//! Proof verification.
//!
//! Pure functions, no tree required. Two independent checks: the range the
//! proof's sizes route to must be the expected one, and replaying the merges
//! from the claimed bucket must land on the root.

use std::ops::Range;

use log::debug;
use thiserror::Error;

use super::{Proof, Side};
use crate::{
    node::{Bucket, Hasher, Size},
    TreeError,
};

/// Why a proof was rejected.
#[derive(Debug, Error, Clone, PartialEq, Eq)]
pub enum Rejection {
    /// The sibling sizes route to another range than the claimed one
    #[error("proof routes to {computed:?}, expected {expected:?}")]
    RangeMismatch {
        expected: Range<Size>,
        computed: Range<Size>,
    },
    /// The sibling sizes don't fit under the root size
    #[error("proof sizes do not fit under the root size")]
    UnroutableRange,
    /// The replayed size differs from the root size
    #[error("rebuilt size {computed} does not match root size {expected}")]
    SizeMismatch { expected: Size, computed: Size },
    /// The replayed commitment differs from the root commitment
    #[error("rebuilt commitment does not match the root commitment")]
    CommitmentMismatch,
    /// A bucket met during the replay could not be merged
    #[error(transparent)]
    Malformed(#[from] TreeError),
}

impl<const HASH_SIZE: usize, H: Hasher<HASH_SIZE> + Clone> Proof<HASH_SIZE, H> {
    /// Reconstructs the range the proof routes to under a root of `root_size`.
    ///
    /// Left siblings precede the claim and add up to the range start. Right
    /// siblings follow it and are taken off the total to get the range end.
    /// Returns `None` if the sizes don't fit.
    pub fn range(&self, root_size: Size) -> Option<Range<Size>> {
        let mut start: Size = 0;
        let mut after: Size = 0;
        for step in &self.steps {
            match step.side {
                Side::Left => start = start.checked_add(step.bucket.size())?,
                Side::Right => after = after.checked_add(step.bucket.size())?,
            }
        }
        Some(start..root_size.checked_sub(after)?)
    }

    /// Replays the merges from `claim` up to the root and returns the
    /// rebuilt root bucket.
    pub fn root(&self, claim: &Bucket<HASH_SIZE, H>) -> Result<Bucket<HASH_SIZE, H>, Rejection> {
        let mut current = claim.clone();
        for step in &self.steps {
            current = match step.side {
                Side::Right => Bucket::merge(&current, &step.bucket)?,
                Side::Left => Bucket::merge(&step.bucket, &current)?,
            };
        }
        Ok(current)
    }

    /// Verifies that `claim` sits at `expected` under `root`.
    ///
    /// # Returns
    ///
    /// Returns `Ok(())` if both the range and the replayed root match,
    /// otherwise returns the first reason the proof was rejected.
    pub fn verify(
        &self,
        root: &Bucket<HASH_SIZE, H>,
        claim: &Bucket<HASH_SIZE, H>,
        expected: &Range<Size>,
    ) -> Result<(), Rejection> {
        self.check(root, claim, expected).inspect_err(|rejection| {
            debug!(
                "rejected proof of {} steps for {expected:?}: {rejection}",
                self.len()
            )
        })
    }

    fn check(
        &self,
        root: &Bucket<HASH_SIZE, H>,
        claim: &Bucket<HASH_SIZE, H>,
        expected: &Range<Size>,
    ) -> Result<(), Rejection> {
        let computed = self
            .range(root.size())
            .ok_or(Rejection::UnroutableRange)?;
        if computed != *expected {
            return Err(Rejection::RangeMismatch {
                expected: expected.clone(),
                computed,
            });
        }

        let rebuilt = self.root(claim)?;
        if rebuilt.size() != root.size() {
            return Err(Rejection::SizeMismatch {
                expected: root.size(),
                computed: rebuilt.size(),
            });
        }
        if rebuilt.commitment() != root.commitment() {
            return Err(Rejection::CommitmentMismatch);
        }
        Ok(())
    }
}

/// Verify a merkle sum proof for a claimed bucket and range.
///
/// # Arguments
///
/// * `root` - The root bucket of the tree
/// * `claim` - The bucket the proof is for
/// * `expected` - The range the bucket is claimed to cover
/// * `proof` - The proof to verify
///
/// # Returns
///
/// Returns `true` if the proof is valid.
pub fn verify_proof<const HASH_SIZE: usize, H: Hasher<HASH_SIZE> + Clone>(
    root: &Bucket<HASH_SIZE, H>,
    claim: &Bucket<HASH_SIZE, H>,
    expected: &Range<Size>,
    proof: &Proof<HASH_SIZE, H>,
) -> bool {
    proof.verify(root, claim, expected).is_ok()
}

#[cfg(test)]
mod test {
    use sha2::Sha256;

    use super::{verify_proof, Rejection};
    use crate::{Bucket, MerkleSumTree, Proof, ProofStep, Side, TreeError};

    fn leaves() -> Vec<Bucket<32, Sha256>> {
        vec![
            Bucket::leaf(4, Some(b"a".as_slice())),
            Bucket::leaf(6, Some(b"b".as_slice())),
            Bucket::leaf(5, Some(b"c".as_slice())),
        ]
    }

    fn flip(proof: &Proof<32, Sha256>, index: usize) -> Proof<32, Sha256> {
        let mut steps = proof.clone().into_steps();
        let side = match steps[index].side() {
            Side::Left => Side::Right,
            Side::Right => Side::Left,
        };
        steps[index] = ProofStep::new(steps[index].bucket().clone(), side);
        Proof::new(steps)
    }

    #[test]
    fn test_range_reconstruction() {
        let tree = MerkleSumTree::build(leaves()).unwrap();
        let root_size = tree.root().size();
        assert_eq!(tree.merkle_proof(0).unwrap().range(root_size), Some(0..4));
        assert_eq!(tree.merkle_proof(1).unwrap().range(root_size), Some(4..10));
        assert_eq!(tree.merkle_proof(2).unwrap().range(root_size), Some(10..15));
    }

    #[test]
    fn test_range_that_does_not_fit() {
        let proof = Proof::<32, Sha256>::new(vec![ProofStep::new(Bucket::empty(20), Side::Right)]);
        assert_eq!(proof.range(10), None);
        assert_eq!(
            proof
                .verify(&Bucket::empty(10), &Bucket::empty(0), &(0..0))
                .unwrap_err(),
            Rejection::UnroutableRange
        );
    }

    #[test]
    fn test_verify_every_leaf() {
        let leaves = leaves();
        let tree = MerkleSumTree::build(leaves.clone()).unwrap();
        let ranges = [0..4, 4..10, 10..15];
        for (index, range) in ranges.iter().enumerate() {
            let proof = tree.merkle_proof(index).unwrap();
            assert!(verify_proof(tree.root(), &leaves[index], range, &proof));
            assert_eq!(proof.root(&leaves[index]).unwrap(), *tree.root());
        }
    }

    #[test]
    fn test_correct_proof_wrong_range() {
        let leaves = leaves();
        let tree = MerkleSumTree::build(leaves.clone()).unwrap();
        let proof = tree.merkle_proof(1).unwrap();
        // the replay alone succeeds
        assert_eq!(proof.root(&leaves[1]).unwrap(), *tree.root());
        assert_eq!(
            proof.verify(tree.root(), &leaves[1], &(4..11)).unwrap_err(),
            Rejection::RangeMismatch {
                expected: 4..11,
                computed: 4..10
            }
        );
    }

    #[test]
    fn test_wrong_claim_commitment() {
        let leaves = leaves();
        let tree = MerkleSumTree::build(leaves.clone()).unwrap();
        let proof = tree.merkle_proof(1).unwrap();
        let forged = Bucket::leaf(6, Some(b"forged".as_slice()));
        assert_eq!(
            proof.verify(tree.root(), &forged, &(4..10)).unwrap_err(),
            Rejection::CommitmentMismatch
        );
    }

    #[test]
    fn test_wrong_claim_size() {
        let leaves = leaves();
        let tree = MerkleSumTree::build(leaves.clone()).unwrap();
        let proof = tree.merkle_proof(1).unwrap();
        let resized = Bucket::new(7, *leaves[1].commitment());
        assert_eq!(
            proof.verify(tree.root(), &resized, &(4..10)).unwrap_err(),
            Rejection::SizeMismatch {
                expected: 15,
                computed: 16
            }
        );
    }

    #[test]
    fn test_flipped_side() {
        let leaves = leaves();
        let tree = MerkleSumTree::build(leaves.clone()).unwrap();
        let proof = tree.merkle_proof(2).unwrap();
        let flipped = flip(&proof, 0);
        assert!(matches!(
            flipped.verify(tree.root(), &leaves[2], &(10..15)),
            Err(Rejection::RangeMismatch { .. })
        ));
        // merge order is part of the commitment
        assert_ne!(flipped.root(&leaves[2]).unwrap(), *tree.root());
    }

    #[test]
    fn test_unencodable_size_during_replay() {
        let proof = Proof::<32, Sha256>::new(vec![ProofStep::new(Bucket::empty(1), Side::Left)]);
        let claim = Bucket::<32, Sha256>::empty(1 << 64);
        assert_eq!(
            proof.root(&claim).unwrap_err(),
            Rejection::Malformed(TreeError::SizeNotEncodable(1 << 64))
        );
    }

    #[test]
    fn test_empty_proof() {
        let claim = Bucket::<32, Sha256>::leaf(100, Some(b"only".as_slice()));
        let proof = Proof::new(vec![]);
        assert!(verify_proof(&claim, &claim, &(0..100), &proof));
        assert!(!verify_proof(&claim, &claim, &(0..99), &proof));
        assert!(!verify_proof(
            &claim,
            &Bucket::leaf(100, Some(b"other".as_slice())),
            &(0..100),
            &proof
        ));
    }
}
★ ★ ★ ★ ★ ★ ★
[What you are asked to do]:
Set down exactly the lines of the data above, beginning with the line that has "pub enum Rejection" and ending with the line that has "impl<const HASH_SIZE: usize, H: Hasher<HASH_SIZE>", and no others.

[Output]:
pub enum Rejection {
    /// The sibling sizes route to another range than the claimed one
    #[error("proof routes to {computed:?}, expected {expected:?}")]
    RangeMismatch {
        expected: Range<Size>,
        computed: Range<Size>,
    },
    /// The sibling sizes don't fit under the root size
    #[error("proof sizes do not fit under the root size")]
    UnroutableRange,
    /// The replayed size differs from the root size
    #[error("rebuilt size {computed} does not match root size {expected}")]
    SizeMismatch { expected: Size, computed: Size },
    /// The replayed commitment differs from the root commitment
    #[error("rebuilt commitment does not match the root commitment")]
    CommitmentMismatch,
    /// A bucket met during the replay could not be merged
    #[error(transparent)]
    Malformed(#[from] TreeError),
}

impl<const HASH_SIZE: usize, H: Hasher<HASH_SIZE> + Clone> Proof<HASH_SIZE, H> {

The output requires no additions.